Fewer U.S. teens smoking, doing drugs … and drinking milk

Surprise Most High Schoolers Are NOT Having Sex Survey Finds

American teens are less into sex and drugs but still gaining more weight: Study

That's according to the Center for Disease Control's Youth Risk Behavior Survey, which found the percentage of high schoolers in the USA who have had sex plummeted, from 47.8 percent in 2007 to 39.5 percent in 2017.

Many are at risk of contracting HIV and other sexually transmitted diseases, as well as become victims of violence.

"At the same time, the rate of violence and victimization they're experiencing hasn't gone down".

Researchers asked about 100 questions to more than 3.8 million high school students in more than 1,700 separate surveys on a wide range of health topics, including smoking, drugs and diet. A limitation of the data is that they are self-reported by the students, and they include only those in schools, not those who may be homeschooled.

In the latest report, the CDC compared the data collected between the years 1991 and 2017 which showed that there is a 20% decrease in the number of high school students who had alcohol, a 15% decrease in the students who had sex and a 6% decrease in students that use hallucinogenic drugs. "They're having fewer partners. They're more likely to use effective methods of hormonal birth control".

One-third of teens in the survey said they were obese or overweight, an increase from previous years.

Findings of a new government survey have revealed a seemingly tamer generation of teens.

The rates of attempt are highest among students in the LGBTQ community.

Among students who were now sexually active, 29 percent said either they or their partner used some type of long-acting, reversible birth control, such as an IUD, implant or birth control pills.
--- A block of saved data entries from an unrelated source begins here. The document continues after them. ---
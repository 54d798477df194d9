//! Policy grammar. A policy is either a bare attribute name or a threshold gate
//! `{<sub-policy>,<sub-policy>,...,[n,t]}` with `n` sub-policies of which at least `t` must be
//! satisfied. Sub-policies nest arbitrarily and whitespace is ignored, so
//! `{a, {b, c, [2, 1]}, [2, 2]}` needs `a` and one of `b` or `c`.

use crate::{error::ABSError, polynomial::ShareId};
use ark_std::{
    collections::BTreeSet,
    fmt,
    str::FromStr,
    string::{String, ToString},
    vec::Vec,
};

/// Maximum nesting of threshold gates
pub const MAX_POLICY_DEPTH: usize = 64;

#[derive(Clone, Debug, PartialEq, Eq, Hash)]
pub enum Policy {
    Attribute(String),
    Threshold {
        n: ShareId,
        t: ShareId,
        children: Vec<Policy>,
    },
}

impl Policy {
    pub fn parse(text: &str) -> Result<Self, ABSError> {
        let text = text
            .chars()
            .filter(|c| !c.is_whitespace())
            .collect::<String>();
        if text.is_empty() {
            return Err(ABSError::EmptyPolicy);
        }
        check_balanced(&text)?;
        Self::parse_node(&text)
    }

    fn parse_node(text: &str) -> Result<Self, ABSError> {
        if !text.starts_with('{') {
            return Self::parse_attribute(text);
        }
        if !text.ends_with('}') {
            return Err(ABSError::UnbalancedBraces(text.to_string()));
        }
        let inner = &text[1..text.len() - 1];
        if inner.is_empty() {
            return Err(ABSError::EmptyPolicy);
        }

        let mut items = split_top_level(inner);
        // Last item is always the threshold block
        let block = items.pop().unwrap_or_default();
        let (n, t) = parse_threshold_block(block)?;
        if t == 0 || t > n {
            return Err(ABSError::InvalidThresholdOrTotal(t, n));
        }
        if items.len() != n as usize {
            return Err(ABSError::ChildCountMismatch(n, items.len()));
        }

        let mut children = Vec::with_capacity(items.len());
        let mut seen = BTreeSet::new();
        for item in items {
            if item.is_empty() {
                return Err(ABSError::EmptySubPolicy(text.to_string()));
            }
            let child = Self::parse_node(item)?;
            let label = child.to_string();
            if !seen.insert(label.clone()) {
                return Err(ABSError::DuplicateSubPolicy(label));
            }
            children.push(child);
        }
        Ok(Self::Threshold { n, t, children })
    }

    fn parse_attribute(text: &str) -> Result<Self, ABSError> {
        if text.is_empty() {
            return Err(ABSError::EmptySubPolicy(text.to_string()));
        }
        if text.contains(&['{', '}', '[', ']', ','][..]) {
            return Err(ABSError::InvalidAttributeName(text.to_string()));
        }
        Ok(Self::Attribute(text.to_string()))
    }

    pub fn is_leaf(&self) -> bool {
        matches!(self, Self::Attribute(_))
    }

    /// `(n, t)` of the gate. A bare attribute behaves as a `1`-of-`1` gate.
    pub fn threshold(&self) -> (ShareId, ShareId) {
        match self {
            Self::Attribute(_) => (1, 1),
            Self::Threshold { n, t, .. } => (*n, *t),
        }
    }

    pub fn children(&self) -> &[Policy] {
        match self {
            Self::Attribute(_) => &[],
            Self::Threshold { children, .. } => children,
        }
    }

    /// Distinct attribute names used anywhere in the policy, in order of first occurrence
    pub fn attributes(&self) -> Vec<&str> {
        let mut names = Vec::new();
        self.collect_attributes(&mut names);
        names
    }

    fn collect_attributes<'a>(&'a self, names: &mut Vec<&'a str>) {
        match self {
            Self::Attribute(a) => {
                if !names.contains(&a.as_str()) {
                    names.push(a)
                }
            }
            Self::Threshold { children, .. } => {
                for c in children {
                    c.collect_attributes(names)
                }
            }
        }
    }

    /// Plain boolean evaluation of the policy against a set of attribute names
    pub fn is_satisfied_by<S: AsRef<str>>(&self, attributes: &[S]) -> bool {
        match self {
            Self::Attribute(a) => attributes.iter().any(|s| s.as_ref() == a),
            Self::Threshold { t, children, .. } => {
                children
                    .iter()
                    .filter(|c| c.is_satisfied_by(attributes))
                    .count()
                    >= *t as usize
            }
        }
    }

    /// Number of gates and leaves
    pub fn num_nodes(&self) -> usize {
        1 + self.children().iter().map(|c| c.num_nodes()).sum::<usize>()
    }
}

impl fmt::Display for Policy {
    fn fmt(&self, f: &mut fmt::Formatter<'_>) -> fmt::Result {
        match self {
            Self::Attribute(a) => f.write_str(a),
            Self::Threshold { n, t, children } => {
                f.write_str("{")?;
                for c in children {
                    write!(f, "{},", c)?;
                }
                write!(f, "[{},{}]}}", n, t)
            }
        }
    }
}

impl FromStr for Policy {
    type Err = ABSError;

    fn from_str(s: &str) -> Result<Self, Self::Err> {
        Self::parse(s)
    }
}

/// Braces and brackets must match in count and never close before they open. Gates may not nest
/// deeper than `MAX_POLICY_DEPTH`.
fn check_balanced(text: &str) -> Result<(), ABSError> {
    let mut braces = 0i64;
    let mut brackets = 0i64;
    for c in text.chars() {
        match c {
            '{' => {
                braces += 1;
                if braces as usize > MAX_POLICY_DEPTH {
                    return Err(ABSError::PolicyTooDeep(MAX_POLICY_DEPTH));
                }
            }
            '}' => braces -= 1,
            '[' => brackets += 1,
            ']' => brackets -= 1,
            _ => (),
        }
        if braces < 0 {
            return Err(ABSError::UnbalancedBraces(text.to_string()));
        }
        if brackets < 0 {
            return Err(ABSError::UnbalancedBrackets(text.to_string()));
        }
    }
    if braces != 0 {
        return Err(ABSError::UnbalancedBraces(text.to_string()));
    }
    if brackets != 0 {
        return Err(ABSError::UnbalancedBrackets(text.to_string()));
    }
    Ok(())
}

/// Split on the commas not nested inside braces or brackets
fn split_top_level(text: &str) -> Vec<&str> {
    let mut items = Vec::new();
    let mut depth = 0i64;
    let mut start = 0;
    for (i, c) in text.char_indices() {
        match c {
            '{' | '[' => depth += 1,
            '}' | ']' => depth -= 1,
            ',' if depth == 0 => {
                items.push(&text[start..i]);
                start = i + 1;
            }
            _ => (),
        }
    }
    items.push(&text[start..]);
    items
}

fn parse_threshold_block(block: &str) -> Result<(ShareId, ShareId), ABSError> {
    let invalid = || ABSError::InvalidThresholdBlock(block.to_string());
    let numbers = block
        .strip_prefix('[')
        .and_then(|b| b.strip_suffix(']'))
        .ok_or_else(invalid)?;
    let mut parts = numbers.split(',');
    let (n, t) = match (parts.next(), parts.next(), parts.next()) {
        (Some(n), Some(t), None) => (n, t),
        _ => return Err(invalid()),
    };
    let n = n.parse::<ShareId>().map_err(|_| invalid())?;
    let t = t.parse::<ShareId>().map_err(|_| invalid())?;
    Ok((n, t))
}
In 2017, 9.7 percent of students had four or more sexual partners, down from 14.9 percent a decade ago. The use of condoms among teens fell in 2017 to 53.8 percent, compared to the 62.8 percent in 2005.

Fourteen percent reported use of prescription pain medication without prescription or in a different way than prescribed. However, about 1 in 7 said they'd taken opioids without prescription.

"Additionally, we need more focused curriculum to engage with students in a dialogue about decision-making, dispelling myths, and the science of opioids and the risks/benefits of use", Kapoor said. "All those are really positive directions". That compares to almost 15 percent in 2007.

Since the year 1991, there has been an increase in the number of students who feel "sad" or even "hopeless" and since the year 2007, there has been a resurgence of suicide thoughts. That finding is "very concerning", Ethier said.

An estimated one in 10 female students and one in 28 male students reported having been physically coerced to have sex, according to the report.

Nationwide, 17.2 percent of students had seriously considered attempting suicide during the 12 months prior to the survey. "That's a very disturbing trends to see", said Dr. Bela Sood, a child and adolescent psychiatrist and senior professor for child and mental health policy at the Virginia Treatment Center for Children at Virginia Commonwealth University in Richmond. Other CDC data show completed teen suicides have been rising in recent years, along with a rise in adult suicides. "I think that's the implication of these statistics, that they tell you where to put your efforts".

"The health of our youth reflects the nation's well-being", CDC Director Dr. Robert Redfield said in an agency news release.

Overall, teens are practicing a number of more conservative behaviors.